VCS Radio Conservatory trumpet students look over parts and make changes during a rehearsal session
while bass student looks on.

It's such a huge challenge to solve musical mysteries... But That's what our VCS Radio Conservatory students love to do... 

In the case of the elusive Centennial Rhapsody, written by the late Sammy Timberg, not all of the information was left behind. The rhapsody was composed shortly after Gershwin's "Rhapsody in Blue," but while the former went through many revisions; (started as a jazz ensemble work -- ultimately becoming famous for its orchestra version), Mr. Timberg's composition was performed only once in what was argued to be a "work for hire." This legal dispute "locked up" the work for many decades until it was found that he, in fact owned the rights. By that time much of the orchestration was missing and not prepared for performance in it's completed form. Sammy Timberg passed away August of 1992 at the age of 99 -- leaving behind a great legacy of his wonderful music as well as an enticing mystery to solve! 
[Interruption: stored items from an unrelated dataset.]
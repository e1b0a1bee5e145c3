//! Order snapshot used for invitation dispatch.

use rust_decimal::Decimal;
use serde::{Deserialize, Serialize};

use super::{ProductRecord, StoreScope};

/// Shipping address name fields, used as a fallback when the order carries no
/// customer name.
#[derive(Debug, Clone, Default, PartialEq, Eq, Serialize, Deserialize)]
pub struct ShippingAddress {
    #[serde(default)]
    pub firstname: Option<String>,
    #[serde(default)]
    pub lastname: Option<String>,
}

/// A single order line item.
#[derive(Debug, Clone, PartialEq, Serialize, Deserialize)]
pub struct OrderItem {
    /// The purchased product, if still resolvable from the catalog.
    #[serde(default)]
    pub product: Option<ProductRecord>,
    /// Paid unit price.
    pub price: Decimal,
    /// Whether the item is visible on the order (child items of configurable
    /// products are not).
    #[serde(default = "default_visible")]
    pub visible: bool,
}

const fn default_visible() -> bool {
    true
}

impl OrderItem {
    /// A visible line item for `product` at `price`.
    #[must_use]
    pub const fn new(product: Option<ProductRecord>, price: Decimal) -> Self {
        Self {
            product,
            price,
            visible: true,
        }
    }
}

/// An order as read from the host sales store.
///
/// Transient per-event snapshot; the engine never mutates or persists it.
#[derive(Debug, Clone, PartialEq, Serialize, Deserialize)]
pub struct OrderRecord {
    /// Internal order id.
    pub id: u64,
    /// Human-readable order reference (increment id).
    #[serde(default)]
    pub increment_id: Option<String>,
    /// Customer email; invitations cannot be sent without one.
    #[serde(default)]
    pub customer_email: Option<String>,
    #[serde(default)]
    pub customer_firstname: Option<String>,
    #[serde(default)]
    pub customer_lastname: Option<String>,
    /// Customer group id, compared against the excluded-groups setting.
    #[serde(default)]
    pub customer_group_id: Option<String>,
    /// Current order status tag (e.g. `complete`, `processing`).
    pub status: String,
    /// Owning store scope.
    #[serde(default)]
    pub scope: StoreScope,
    #[serde(default)]
    pub shipping_address: Option<ShippingAddress>,
    /// All line items, visible or not.
    #[serde(default)]
    pub items: Vec<OrderItem>,
}

impl OrderRecord {
    /// Iterate over the visible line items in cart order.
    pub fn visible_items(&self) -> impl Iterator<Item = &OrderItem> {
        self.items.iter().filter(|item| item.visible)
    }
}
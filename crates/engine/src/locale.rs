//! Locale-to-language mapping for invitation payloads.

use kiyoh_sync_core::StoreScope;

/// Host locale resolver: the currently active locale, if any.
pub trait LocaleSource: Send + Sync {
    fn current_locale(&self, scope: StoreScope) -> Option<String>;
}

/// A [`LocaleSource`] that always answers with the same locale (or nothing).
#[derive(Debug, Clone, Default)]
pub struct FixedLocale(pub Option<String>);

impl LocaleSource for FixedLocale {
    fn current_locale(&self, _scope: StoreScope) -> Option<String> {
        self.0.clone()
    }
}

/// Region locales the review platform accepts, mapped to its 2-letter
/// language codes. Note the platform's own quirks: Greek is `gr`, both
/// Norwegian variants collapse to `no`.
const LOCALE_TABLE: &[(&str, &str)] = &[
    ("nl_NL", "nl"),
    ("fr_FR", "fr"),
    ("fr_CA", "fr"),
    ("de_DE", "de"),
    ("de_AT", "de"),
    ("de_CH", "de"),
    ("en_US", "en"),
    ("en_GB", "en"),
    ("en_AU", "en"),
    ("en_CA", "en"),
    ("en_NZ", "en"),
    ("da_DK", "da"),
    ("hu_HU", "hu"),
    ("bg_BG", "bg"),
    ("ro_RO", "ro"),
    ("hr_HR", "hr"),
    ("ja_JP", "ja"),
    ("es_ES", "es"),
    ("es_AR", "es"),
    ("es_CL", "es"),
    ("es_CO", "es"),
    ("es_MX", "es"),
    ("es_PE", "es"),
    ("es_VE", "es"),
    ("it_IT", "it"),
    ("it_CH", "it"),
    ("pt_PT", "pt"),
    ("tr_TR", "tr"),
    ("nb_NO", "no"),
    ("nn_NO", "no"),
    ("sv_SE", "sv"),
    ("fi_FI", "fi"),
    ("pt_BR", "pt"),
    ("pl_PL", "pl"),
    ("sl_SI", "sl"),
    ("zh_Hans_CN", "zh"),
    ("zh_Hant_HK", "zh"),
    ("zh_Hant_TW", "zh"),
    ("ru_RU", "ru"),
    ("el_GR", "gr"),
    ("cs_CZ", "cs"),
    ("et_EE", "et"),
    ("lt_LT", "lt"),
    ("lv_LV", "lv"),
    ("sk_SK", "sk"),
];

/// Map a region locale to a review-platform language code.
///
/// Resolution is two-stage: an exact table match wins; otherwise the first
/// two characters of the locale are accepted only if that code already
/// appears as a table *value* (i.e. is a language the platform supports).
/// Anything else yields `fallback`.
#[must_use]
pub fn map_language(locale: &str, fallback: &str) -> String {
    if let Some((_, code)) = LOCALE_TABLE.iter().find(|(key, _)| *key == locale) {
        return (*code).to_string();
    }

    let prefix: String = locale.chars().take(2).collect();
    if LOCALE_TABLE.iter().any(|(_, code)| *code == prefix) {
        return prefix;
    }

    fallback.to_string()
}
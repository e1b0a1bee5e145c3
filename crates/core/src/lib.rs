//! Kiyoh Sync Core - Shared types library.
//!
//! This crate provides the common types used across the Kiyoh sync components:
//! - `engine` - Catalog synchronization and review-invitation engine
//! - `cli` - Command-line tools for sync runs and diagnostics
//!
//! # Architecture
//!
//! The core crate contains only plain data types - no I/O, no configuration
//! access, no HTTP clients. Product and order records are transient snapshots
//! read from the host commerce platform; result types are built per run and
//! never persisted here.
//!
//! # Modules
//!
//! - [`types`] - Store scope, catalog records, order records, and run reports

#![cfg_attr(not(test), forbid(unsafe_code))]

pub mod types;

pub use types::*;
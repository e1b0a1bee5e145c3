//! Store scope identifier.

use serde::{Deserialize, Serialize};

/// A store/locale-specific configuration context.
///
/// Every configuration read and every sync or invitation decision is
/// qualified by a scope; there is no global default scope inside the engine.
/// Scope `0` conventionally means the host platform's base store.
#[derive(Debug, Clone, Copy, PartialEq, Eq, Hash, Serialize, Deserialize, Default)]
#[serde(transparent)]
pub struct StoreScope(u32);

impl StoreScope {
    /// Create a scope from the host platform's store id.
    #[must_use]
    pub const fn new(id: u32) -> Self {
        Self(id)
    }

    /// Get the underlying store id.
    #[must_use]
    pub const fn as_u32(&self) -> u32 {
        self.0
    }
}

impl std::fmt::Display for StoreScope {
    fn fmt(&self, f: &mut std::fmt::Formatter<'_>) -> std::fmt::Result {
        write!(f, "{}", self.0)
    }
}

impl From<u32> for StoreScope {
    fn from(id: u32) -> Self {
        Self(id)
    }
}

impl From<StoreScope> for u32 {
    fn from(scope: StoreScope) -> Self {
        scope.0
    }
}
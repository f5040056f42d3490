// This file is part of the product Lingod.
// SPDX-FileCopyrightText: 2025-2026 Zivatar Limited
// SPDX-License-Identifier: AGPL-3.0-or-later
// The code and documentation in this repository is licensed under the GNU Affero General Public License v3.0 or later (AGPL-3.0-or-later). See LICENSE.

use actix_web::{HttpRequest, HttpResponse, web};
use serde::Deserialize;
use serde_json::json;
use std::sync::Arc;

use super::jwt::{RevokedTokens, TokenService};
use super::middleware::AuthRequest;
use super::password;
use crate::app_state::AppState;
use crate::store::{NewUser, UserStore};
use crate::validation::{
    MAX_TEXT_CHARS, MIN_PASSWORD_CHARS, ValidationErrors, add_taken, check_email_format,
    check_max_chars, check_min_chars, check_required,
};

/// Routes reachable without a token.
pub fn configure_public(cfg: &mut web::ServiceConfig) {
    cfg.route("/register", web::post().to(register))
        .route("/login", web::post().to(login));
}

/// Routes inside the bearer-guarded scope.
pub fn configure_protected(cfg: &mut web::ServiceConfig) {
    cfg.route("/logout", web::post().to(logout))
        .route("/user", web::get().to(current_user));
}

#[derive(Debug, Deserialize)]
pub struct RegisterPayload {
    name: Option<String>,
    email: Option<String>,
    password: Option<String>,
}

#[derive(Debug, Deserialize)]
pub struct LoginPayload {
    email: Option<String>,
    password: Option<String>,
}

async fn register(
    payload: web::Json<RegisterPayload>,
    users: web::Data<Arc<dyn UserStore>>,
    state: web::Data<AppState>,
) -> HttpResponse {
    let mut errors = ValidationErrors::new();

    if let Some(name) = check_required(&mut errors, "name", payload.name.as_deref()) {
        check_max_chars(&mut errors, "name", name, MAX_TEXT_CHARS);
    }
    let email = check_required(&mut errors, "email", payload.email.as_deref());
    if let Some(email) = email {
        check_max_chars(&mut errors, "email", email, MAX_TEXT_CHARS);
        check_email_format(&mut errors, "email", email);

        // The cache answers for addresses registered moments ago; the
        // store answers for everything older.
        let taken = state.registered_emails.contains(&AppState::email_key(email))
            || match users.email_taken(email) {
                Ok(taken) => taken,
                Err(err) => {
                    log::error!("Email uniqueness probe failed: {}", err);
                    return registration_failed(&err.to_string());
                }
            };
        if taken {
            add_taken(&mut errors, "email");
        }
    }
    if let Some(password) = check_required(&mut errors, "password", payload.password.as_deref()) {
        check_min_chars(&mut errors, "password", password, MIN_PASSWORD_CHARS);
    }

    if !errors.is_empty() {
        return errors.to_response();
    }

    // All three are present once validation passed.
    let (Some(name), Some(email), Some(plain)) = (
        payload.name.as_deref(),
        payload.email.as_deref(),
        payload.password.as_deref(),
    ) else {
        return registration_failed("incomplete payload");
    };

    let password_hash = match password::hash_password(plain) {
        Ok(hash) => hash,
        Err(err) => {
            log::error!("Password hashing failed during registration: {}", err);
            return registration_failed(&err.to_string());
        }
    };

    let user = match users.create_user(NewUser {
        name: name.to_string(),
        email: email.to_string(),
        password_hash,
    }) {
        Ok(user) => user,
        Err(err) => {
            log::error!("User registration failed: {}", err);
            return registration_failed(&err.to_string());
        }
    };

    state
        .registered_emails
        .put(AppState::email_key(&user.email), user.id);

    HttpResponse::Created().json(json!({
        "message": "User registered successfully",
        "user_id": user.id,
    }))
}

async fn login(
    payload: web::Json<LoginPayload>,
    users: web::Data<Arc<dyn UserStore>>,
    tokens: web::Data<TokenService>,
) -> HttpResponse {
    let mut errors = ValidationErrors::new();
    if let Some(email) = check_required(&mut errors, "email", payload.email.as_deref()) {
        check_email_format(&mut errors, "email", email);
    }
    check_required(&mut errors, "password", payload.password.as_deref());
    if !errors.is_empty() {
        return errors.to_response();
    }

    let (Some(email), Some(plain)) = (payload.email.as_deref(), payload.password.as_deref()) else {
        return bad_credentials();
    };

    let user = match users.user_by_email(email) {
        Ok(Some(user)) => user,
        Ok(None) => return bad_credentials(),
        Err(err) => {
            log::error!("User lookup failed during login: {}", err);
            return internal_error();
        }
    };
    if !password::verify_password(plain, &user.password_hash) {
        return bad_credentials();
    }

    let token = match tokens.create_token(&user) {
        Ok(token) => token,
        Err(err) => {
            log::error!("Token creation failed during login: {}", err);
            return internal_error();
        }
    };

    HttpResponse::Ok().json(json!({
        "token": token,
        "User": {
            "id": user.id,
            "email": user.email,
        },
    }))
}

async fn logout(req: HttpRequest, revoked: web::Data<RevokedTokens>) -> HttpResponse {
    let Some(claims) = req.token_claims() else {
        return HttpResponse::Unauthorized().json(json!({"message": "Unauthenticated."}));
    };
    revoked.revoke(&claims.jti);
    HttpResponse::Ok().json(json!({"message": "Logged out successfully"}))
}

async fn current_user(req: HttpRequest) -> HttpResponse {
    match req.current_user() {
        Some(user) => HttpResponse::Ok().json(user),
        None => HttpResponse::Unauthorized().json(json!({"message": "Unauthenticated."})),
    }
}

/// Failed credentials surface as a validation error on the email field, so
/// a probing client cannot tell a wrong password from an unknown address.
fn bad_credentials() -> HttpResponse {
    let mut errors = ValidationErrors::new();
    errors.add(
        "email",
        "The provided credentials are incorrect.".to_string(),
    );
    errors.to_response()
}

fn registration_failed(detail: &str) -> HttpResponse {
    HttpResponse::InternalServerError().json(json!({
        "message": "Registration failed",
        "error": detail,
    }))
}

fn internal_error() -> HttpResponse {
    HttpResponse::InternalServerError().json(json!({"message": "Internal Server Error"}))
}
// This file is part of the product Lingod.
// SPDX-FileCopyrightText: 2025-2026 Zivatar Limited
// SPDX-License-Identifier: AGPL-3.0-or-later
// The code and documentation in this repository is licensed under the GNU Affero General Public License v3.0 or later (AGPL-3.0-or-later). See LICENSE.

pub mod json_stream;
pub mod ttl_cache;

pub use json_stream::{JsonEscaping, StreamError, json_array_stream, streamed_json_response};
pub use ttl_cache::TtlCache;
How a Musical Mystery is solved 

It's like assembling a jigsaw puzzle --- piece by piece --- measure by measure. Each clue starts to bring the total picture to light. We know some of what was on his original score though parts of it are missing. We know the unique style of this iconic composer, best known for his early 20th century animation scoring of such high profile works as Betty Boop, Popeye, Superman and Gulliver's Travels. We have some early recordings of his piano performances to give us clues as to what might have been on his mind as he penned this wonderful piano and orchestra opus. We know of the music of his time that was shaped by turbulent events in the world.  And, we have the amazing blessing of his daughter, Mrs. Pat Timberg, who has been a very important player in unraveling the mystery of this fascinating venture into a world premiere of her father's music. 

Oh... and we have one more thing in our favor. Students who have years of experience in early 20th century restorations and performances -- especially in silent films. that's certainly unique qualifications for kids ages 10 to 18. 

VCS 12th grade student, Evan Losoya  is a performance, production and composition major who is usually seen in the front row of our orchestra as the principle oboeist will be performing the piano solo -- including his own composed extended cadenzas. 

All of this begs the question: Can these kids handle such a feat? As a teacher, there's no greater satisfaction than seeing students do great things and knowing they're prepared for the challenge... I've never seen kids work as hard as VCS in music. They're ready!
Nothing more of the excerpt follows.